The plaintiff was born on December 29, 1970. He was injured in a fall-down accident on January 21, 1979. He became eighteen years old on December 29, 1988. The Appellate Division on May *3248, 1991, decided that the two-year statute of limitations, N.J.S.A. 2A: 14-2, continued to be tolled pursuant to N.J.S.A. 2A:14-21 as amended by N.J.S.A. 9:17B-1 to 3 until the age of twenty-one. Green v. Auerbach Chevrolet Corp., 248 N.J.Super. 128, 590 A.2d 678 (App.Div.1991). Plaintiff filed his complaint on July 15, 1991, when he was about five months shy of his twenty-first birthday. About the same time the Supreme Court granted certification in Green on July 9, 1991. 126 N.J. 339, 598 A.2d 896. The motion for summary judgment was heard and- decided on February 7, 1992. Plaintiff relied on Green in opposition to the motion. The Law Division judge applied Seibert v. Cathey, 216 N.J.Super. 197, 523 A.2d 267 (App.Div.1987), and Tyson v. Groze, 172 N.J.Super. 314, 411 A.2d 1170 (App.Div.1980), which were distinguished in Green. The Supreme Court decided Green on June 3, 1992. 127 N.J. 591, 606 A.2d 1093.
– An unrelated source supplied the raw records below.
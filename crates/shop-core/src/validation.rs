//! # Request Validation
//!
//! Schema checks for the checkout request bodies. Bodies arrive as raw bytes
//! so that "empty", "not JSON" and "wrong shape" are reported separately,
//! each naming the field that failed.

use crate::checkout::CheckoutLineItem;
use serde::Serialize;
use serde_json::Value;
use thiserror::Error;

pub const EMPTY_BODY: &str = "Request body is empty";
pub const INVALID_JSON: &str = "Invalid JSON in request body";
pub const PRICE_ID_REQUIRED: &str = "Price ID is required";
pub const LINE_ITEMS_REQUIRED: &str = "Line items are required";
pub const INVALID_LINE_ITEM: &str = "Invalid line item structure";

/// A request body that failed validation
#[derive(Debug, Clone, PartialEq, Eq, Serialize, Error)]
#[error("{message} ({field})")]
pub struct ValidationError {
    /// Path of the failing field, e.g. `lineItems[2].quantity`
    pub field: String,
    /// Client-facing message
    pub message: String,
}

impl ValidationError {
    pub fn new(field: impl Into<String>, message: impl Into<String>) -> Self {
        Self {
            field: field.into(),
            message: message.into(),
        }
    }
}

fn parse_body(body: &[u8]) -> Result<Value, ValidationError> {
    if body.is_empty() {
        return Err(ValidationError::new("body", EMPTY_BODY));
    }
    serde_json::from_slice(body).map_err(|_| ValidationError::new("body", INVALID_JSON))
}

/// Validate `{ "priceId": string }` and return the price reference.
pub fn validate_single_checkout(body: &[u8]) -> Result<String, ValidationError> {
    let value = parse_body(body)?;

    match value.get("priceId").and_then(Value::as_str) {
        Some(price_id) if !price_id.is_empty() => Ok(price_id.to_string()),
        _ => Err(ValidationError::new("priceId", PRICE_ID_REQUIRED)),
    }
}

/// Validate `{ "lineItems": [{ "price": string, "quantity": integer }] }`.
pub fn validate_cart_checkout(body: &[u8]) -> Result<Vec<CheckoutLineItem>, ValidationError> {
    let value = parse_body(body)?;

    let entries = match value.get("lineItems").and_then(Value::as_array) {
        Some(entries) if !entries.is_empty() => entries,
        _ => return Err(ValidationError::new("lineItems", LINE_ITEMS_REQUIRED)),
    };

    entries
        .iter()
        .enumerate()
        .map(|(index, entry)| validate_line_item(index, entry))
        .collect()
}

fn validate_line_item(index: usize, entry: &Value) -> Result<CheckoutLineItem, ValidationError> {
    let path = format!("lineItems[{index}]");

    if !entry.is_object() {
        return Err(ValidationError::new(path, INVALID_LINE_ITEM));
    }

    let price = match entry.get("price").and_then(Value::as_str) {
        Some(price) if !price.is_empty() => price.to_string(),
        _ => return Err(ValidationError::new(format!("{path}.price"), INVALID_LINE_ITEM)),
    };

    let quantity = entry
        .get("quantity")
        .and_then(positive_quantity)
        .ok_or_else(|| ValidationError::new(format!("{path}.quantity"), INVALID_LINE_ITEM))?;

    Ok(CheckoutLineItem { price, quantity })
}

/// Positive integers that fit in `u32`; `2.0` counts, `1.5` does not.
fn positive_quantity(value: &Value) -> Option<u32> {
    let quantity = match value.as_u64() {
        Some(q) => q,
        None => {
            let f = value.as_f64()?;
            if f.fract() != 0.0 || f < 1.0 || f > f64::from(u32::MAX) {
                return None;
            }
            f as u64
        }
    };
    u32::try_from(quantity).ok().filter(|q| *q > 0)
}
In this appeal, plaintiff argues that although the Supreme Court reversed the Appellate Division in Green, and held that the statute is tolled until age eighteen rather than age twenty-one, its decision is to be applied prospectively only. Thus the real issue becomes whether the Supreme Court’s holding in Green establishing age eighteen as the end of the tolling period applies to this case.
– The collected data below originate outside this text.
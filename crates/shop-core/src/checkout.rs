//! # Checkout Types
//!
//! Requests sent to the provider's hosted checkout and the sessions it returns.

use chrono::{DateTime, Utc};
use serde::{Deserialize, Serialize};
use uuid::Uuid;

/// A (price reference, quantity) pair sent to the provider
#[derive(Debug, Clone, PartialEq, Eq, Serialize, Deserialize)]
pub struct CheckoutLineItem {
    /// Provider price reference
    pub price: String,

    /// Quantity, at least 1
    pub quantity: u32,
}

impl CheckoutLineItem {
    pub fn new(price: impl Into<String>, quantity: u32) -> Self {
        Self {
            price: price.into(),
            quantity,
        }
    }
}

/// A request for a hosted checkout session
#[derive(Debug, Clone, PartialEq, Eq, Serialize, Deserialize)]
pub struct CheckoutRequest {
    /// Lines to charge, in display order
    pub line_items: Vec<CheckoutLineItem>,

    /// Where the provider sends the customer after paying
    pub success_url: String,

    /// Where the provider sends the customer on cancel
    pub cancel_url: String,

    /// Sent once with the create call so the provider never applies it twice
    pub idempotency_key: String,
}

impl CheckoutRequest {
    /// Build a request for the given lines with a fresh idempotency key
    pub fn new(line_items: Vec<CheckoutLineItem>, urls: &CheckoutUrls) -> Self {
        Self {
            line_items,
            success_url: urls.success_url(),
            cancel_url: urls.cancel_url(),
            idempotency_key: Uuid::new_v4().to_string(),
        }
    }

    /// One unit of a single price
    pub fn single(price_id: impl Into<String>, urls: &CheckoutUrls) -> Self {
        Self::new(vec![CheckoutLineItem::new(price_id, 1)], urls)
    }

    /// Total units across all lines
    pub fn item_count(&self) -> u32 {
        self.line_items.iter().map(|item| item.quantity).sum()
    }
}

/// A checkout session created by the provider
#[derive(Debug, Clone, Serialize, Deserialize)]
pub struct CheckoutSession {
    /// Provider's session ID
    pub session_id: String,

    /// URL to redirect the customer to
    pub url: String,

    /// Provider name (e.g., "stripe")
    pub provider: String,

    /// When the hosted page stops accepting payment
    #[serde(skip_serializing_if = "Option::is_none")]
    pub expires_at: Option<DateTime<Utc>>,
}

impl CheckoutSession {
    pub fn new(
        session_id: impl Into<String>,
        url: impl Into<String>,
        provider: impl Into<String>,
    ) -> Self {
        Self {
            session_id: session_id.into(),
            url: url.into(),
            provider: provider.into(),
            expires_at: None,
        }
    }
}

/// Redirect URLs built from the request origin
#[derive(Debug, Clone)]
pub struct CheckoutUrls {
    /// Origin of the storefront (e.g., "https://shop.example")
    pub base_url: String,
    /// Success page path (e.g., "/success")
    pub success_path: String,
    /// Cancel page path (e.g., "/cart")
    pub cancel_path: String,
}

impl CheckoutUrls {
    pub fn new(base_url: impl Into<String>) -> Self {
        let base_url: String = base_url.into();
        Self {
            base_url: base_url.trim_end_matches('/').to_string(),
            success_path: "/success".to_string(),
            cancel_path: "/cart".to_string(),
        }
    }

    pub fn with_paths(
        mut self,
        success_path: impl Into<String>,
        cancel_path: impl Into<String>,
    ) -> Self {
        self.success_path = success_path.into();
        self.cancel_path = cancel_path.into();
        self
    }

    pub fn success_url(&self) -> String {
        format!("{}{}", self.base_url, self.success_path)
    }

    pub fn cancel_url(&self) -> String {
        format!("{}{}", self.base_url, self.cancel_path)
    }
}

impl Default for CheckoutUrls {
    fn default() -> Self {
        Self::new("http://localhost:4321")
    }
}

#[cfg(test)]
mod tests {
    use super::*;

    #[test]
    fn test_checkout_urls() {
        let urls = CheckoutUrls::new("https://shop.example/");

        assert_eq!(urls.success_url(), "https://shop.example/success");
        assert_eq!(urls.cancel_url(), "https://shop.example/cart");

        let custom = urls.with_paths("/thanks", "/basket");
        assert_eq!(custom.success_url(), "https://shop.example/thanks");
        assert_eq!(custom.cancel_url(), "https://shop.example/basket");
    }

    #[test]
    fn test_single_request() {
        let urls = CheckoutUrls::new("https://shop.example");
        let request = CheckoutRequest::single("price_123", &urls);

        assert_eq!(request.line_items, vec![CheckoutLineItem::new("price_123", 1)]);
        assert_eq!(request.success_url, "https://shop.example/success");
        assert_eq!(request.item_count(), 1);
        assert!(!request.idempotency_key.is_empty());
    }

    #[test]
    fn test_idempotency_keys_are_unique() {
        let urls = CheckoutUrls::default();
        let a = CheckoutRequest::single("price_1", &urls);
        let b = CheckoutRequest::single("price_1", &urls);
        assert_ne!(a.idempotency_key, b.idempotency_key);
    }
}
The Supreme Court took care to note that prior to its decision in Green, the legislative enactment of N.J.S.A. 9:17B-1 to 3 “has generated twenty years of uncertainty over the question whether that enactment was intended to change from twenty-one years to eighteen years the age until which that statute of limitations is tolled.” Green, supra, 127 N.J. at 592, 606 A.2d 1093. Based upon equitable considerations, fairness, surprise and the uncertainty over the issue for twenty years, the Court concluded that it was “satisfied that the interests of justice will be better served by prospective application of our decision.” Id. at 601, 606 A.2d 1093. The meaning of prospectivity was refined more recently to mean that the decision “applies only to cases in which the operative facts arise after the date of the decision. See Coons II, supra, 96 N.J. at 425-35 [476 A.2d 763] [Coons v. American Honda Motor Co., 96 *325N.J. 419, 476 A.2d 763 (1984), cert. denied, 469 U.S. 1123, 105 S.Ct. 808, 83 L.Ed.2d 800 (1985)]. Our decision does not apply to this case, pending cases, or to cases the operative facts of which arose before the date of this decision.” Montells v. Haynes, 133 N.J. 282, 298, 627 A.2d 654 (1993). Thus Green and Montells are to be accorded “purely prospective” application. State v. Burstein, 85 N.J. 394, 403, 427 A.2d 525 (1981).
We hold that since the operative facts in this case predate the Supreme Court’s June 3, 1992, decision in Green, the two-year statute of limitations was tolled until plaintiffs twenty-first birthday.
The summary judgment is reversed and the complaint is reinstated.